Norethisterone (0.5 to 3 mg/day) has been found to dose-dependently decrease circulating SHBG levels, which is a common property of androgens and is due to AR-mediated suppression of hepatic SHBG production. The drug also has estrogenic activity, and estrogens are known to increase SHBG hepatic production and circulating levels, so it would appear that the androgenic activity of norethisterone overpowers its estrogenic activity in this regard.

Norethisterone is bound to a considerable extent (36%) to SHBG in circulation. Although it has lower affinity for SHBG than endogenous androgens and estrogens, Norethisterone may displace testosterone from SHBG and thereby increase free testosterone levels, and this action may contribute to its weak androgenic effects.

====Estrogenic activity====

Ethinylestradiol (EE), the metabolite of norethisterone responsible for its estrogenic activity.

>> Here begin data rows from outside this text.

//! Wire shapes of Transmission RPC payloads.

use serde::Deserialize;
use serde_json::{Map, Value, json};
use tlever_torrent_core::{
    DaemonError, DaemonResult, IdleMode, RatioMode, SessionInfo, ThrottleProfile, TorrentChange,
    TorrentSnapshot, TorrentState,
};

pub(crate) const TORRENT_FIELDS: [&str; 19] = [
    "hashString",
    "name",
    "labels",
    "uploadRatio",
    "percentDone",
    "status",
    "downloadDir",
    "eta",
    "rateUpload",
    "rateDownload",
    "uploadLimit",
    "uploadLimited",
    "downloadLimit",
    "downloadLimited",
    "seedIdleLimit",
    "seedIdleMode",
    "seedRatioLimit",
    "seedRatioMode",
    "group",
];

pub(crate) const SESSION_FIELDS: [&str; 5] = [
    "download-dir",
    "seedRatioLimit",
    "seedRatioLimited",
    "rpc-version",
    "version",
];

/// Outer response envelope shared by every method.
#[derive(Debug, Deserialize)]
pub(crate) struct Envelope {
    pub(crate) result: String,
    #[serde(default)]
    pub(crate) arguments: Value,
}

#[derive(Debug, Default, Deserialize)]
pub(crate) struct TorrentList {
    #[serde(default)]
    pub(crate) torrents: Vec<WireTorrent>,
}

#[derive(Debug, Default, Deserialize)]
#[serde(default, rename_all = "camelCase")]
pub(crate) struct WireTorrent {
    hash_string: String,
    name: String,
    labels: Vec<String>,
    upload_ratio: f64,
    percent_done: f64,
    status: i64,
    download_dir: String,
    eta: i64,
    rate_upload: u64,
    rate_download: u64,
    upload_limit: u64,
    upload_limited: bool,
    download_limit: u64,
    download_limited: bool,
    seed_idle_limit: u32,
    seed_idle_mode: i64,
    seed_ratio_limit: f64,
    seed_ratio_mode: i64,
    group: Option<String>,
}

impl WireTorrent {
    pub(crate) fn into_snapshot(self, method: &'static str) -> DaemonResult<TorrentSnapshot> {
        let decode = |field: &str, code: i64| DaemonError::Decode {
            method,
            detail: format!("unknown {field} code {code}"),
        };
        let state = state_from_code(self.status).ok_or_else(|| decode("status", self.status))?;
        let seed_idle_mode = IdleMode::from_code(self.seed_idle_mode)
            .ok_or_else(|| decode("seedIdleMode", self.seed_idle_mode))?;
        let seed_ratio_mode = RatioMode::from_code(self.seed_ratio_mode)
            .ok_or_else(|| decode("seedRatioMode", self.seed_ratio_mode))?;

        Ok(TorrentSnapshot {
            hash: self.hash_string,
            name: self.name,
            labels: self.labels,
            ratio: self.upload_ratio,
            progress: self.percent_done * 100.0,
            state,
            download_dir: self.download_dir,
            eta: self.eta,
            rate_upload: self.rate_upload,
            rate_download: self.rate_download,
            upload_limit: self.upload_limit,
            upload_limited: self.upload_limited,
            download_limit: self.download_limit,
            download_limited: self.download_limited,
            seed_idle_limit: self.seed_idle_limit,
            seed_idle_mode,
            seed_ratio_limit: self.seed_ratio_limit,
            seed_ratio_mode,
            group: self.group.filter(|group| !group.is_empty()),
        })
    }
}

#[derive(Debug, Default, Deserialize)]
#[serde(default)]
pub(crate) struct WireSession {
    #[serde(rename = "download-dir")]
    download_dir: String,
    #[serde(rename = "seedRatioLimit")]
    seed_ratio_limit: f64,
    #[serde(rename = "seedRatioLimited")]
    seed_ratio_limited: bool,
    #[serde(rename = "rpc-version")]
    rpc_version: u32,
    version: String,
}

impl From<WireSession> for SessionInfo {
    fn from(wire: WireSession) -> Self {
        Self {
            download_dir: wire.download_dir,
            seed_ratio_limit: wire.seed_ratio_limit,
            seed_ratio_limited: wire.seed_ratio_limited,
            rpc_version: wire.rpc_version,
            version: wire.version,
        }
    }
}

/// Transmission status codes; the three waiting states collapse to `Queued`.
pub(crate) const fn state_from_code(code: i64) -> Option<TorrentState> {
    match code {
        0 => Some(TorrentState::Stopped),
        1 | 3 | 5 => Some(TorrentState::Queued),
        2 => Some(TorrentState::Checking),
        4 => Some(TorrentState::Downloading),
        6 => Some(TorrentState::Seeding),
        _ => None,
    }
}

/// `torrent-set` arguments carrying only the fields present in `change`.
pub(crate) fn torrent_set_arguments(ids: &[String], change: &TorrentChange) -> Value {
    let mut arguments = Map::new();
    arguments.insert("ids".to_string(), json!(ids));
    if let Some(labels) = &change.labels {
        arguments.insert("labels".to_string(), json!(labels));
    }
    if let Some(profile) = &change.throttle {
        insert_throttle(&mut arguments, profile);
    }
    Value::Object(arguments)
}

fn insert_throttle(arguments: &mut Map<String, Value>, profile: &ThrottleProfile) {
    let fields = [
        ("seedRatioLimit", json!(profile.seed_ratio_limit)),
        ("seedRatioMode", json!(profile.seed_ratio_mode.code())),
        ("seedIdleLimit", json!(profile.seed_idle_limit)),
        ("seedIdleMode", json!(profile.seed_idle_mode.code())),
        ("uploadLimit", json!(profile.upload_limit)),
        ("uploadLimited", json!(profile.upload_limited)),
    ];
    for (key, value) in fields {
        arguments.insert(key.to_string(), value);
    }
}

#[cfg(test)]
mod tests {
    use super::*;

    #[test]
    fn torrent_decodes_codes_and_scales_progress() -> anyhow::Result<()> {
        let wire: WireTorrent = serde_json::from_value(json!({
            "hashString": "abc",
            "name": "debian.iso",
            "labels": ["%tier-1"],
            "uploadRatio": 1.25,
            "percentDone": 0.5,
            "status": 3,
            "downloadDir": "/srv/torrents",
            "eta": -1,
            "seedIdleMode": 2,
            "seedRatioMode": 1,
            "group": ""
        }))?;
        let snapshot = wire.into_snapshot("torrent-get")?;
        assert_eq!(snapshot.state, TorrentState::Queued);
        assert!((snapshot.progress - 50.0).abs() < f64::EPSILON);
        assert_eq!(snapshot.seed_idle_mode, IdleMode::Off);
        assert_eq!(snapshot.seed_ratio_mode, RatioMode::Single);
        assert_eq!(snapshot.group, None);
        Ok(())
    }

    #[test]
    fn unknown_status_is_a_decode_error() {
        let wire = WireTorrent {
            status: 9,
            ..WireTorrent::default()
        };
        assert!(matches!(
            wire.into_snapshot("torrent-get"),
            Err(DaemonError::Decode { .. })
        ));
    }

    #[test]
    fn set_arguments_only_include_requested_fields() {
        let ids = vec!["abc".to_string()];
        let labels = torrent_set_arguments(&ids, &TorrentChange::labels(vec!["x".into()]));
        assert_eq!(labels, json!({"ids": ["abc"], "labels": ["x"]}));

        let profile = ThrottleProfile {
            seed_ratio_limit: 2.0,
            seed_ratio_mode: RatioMode::Single,
            seed_idle_limit: 30,
            seed_idle_mode: IdleMode::Off,
            upload_limit: 250,
            upload_limited: true,
        };
        let throttle = torrent_set_arguments(&ids, &TorrentChange::throttle(profile));
        assert_eq!(
            throttle,
            json!({
                "ids": ["abc"],
                "seedRatioLimit": 2.0,
                "seedRatioMode": 1,
                "seedIdleLimit": 30,
                "seedIdleMode": 2,
                "uploadLimit": 250,
                "uploadLimited": true
            })
        );
    }
}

Norethisterone binds to the ERs, the ERα and the ERβ, with 0.07% and 0.01% of the relative binding affinity of estradiol. Due to these very low relative affinities, it is essentially inactive itself as a ligand of the ERs at clinical concentrations. However, norethisterone has been found to be a substrate for aromatase and is converted in the liver to a small extent (0.35%) to the highly potent estrogen ethinylestradiol (EE), and for this reason, unlike most other progestins, norethisterone has some estrogenic activity. However, with typical dosages of norethisterone used in oral contraceptives (0.5 to 1 mg), the levels of EE produced are low, and it has been said that they are probably without clinical relevance. Conversely, doses of 5 and 10 mg of norethisterone, which are used in the treatment of gynecological disorders, are converted at rates of 0.7% and 1.0% and produce levels of EE that correspond to those produced by 30 and 60 μg dosages of EE, respectively. The levels of EE formed by 0.5 and 1 mg of norethisterone have been estimated based on higher dosages as corresponding to 2 and 10 μg dosages of EE, respectively. At high doses, norethisterone may increase the risk of venous thromboembolism due to metabolism into EE.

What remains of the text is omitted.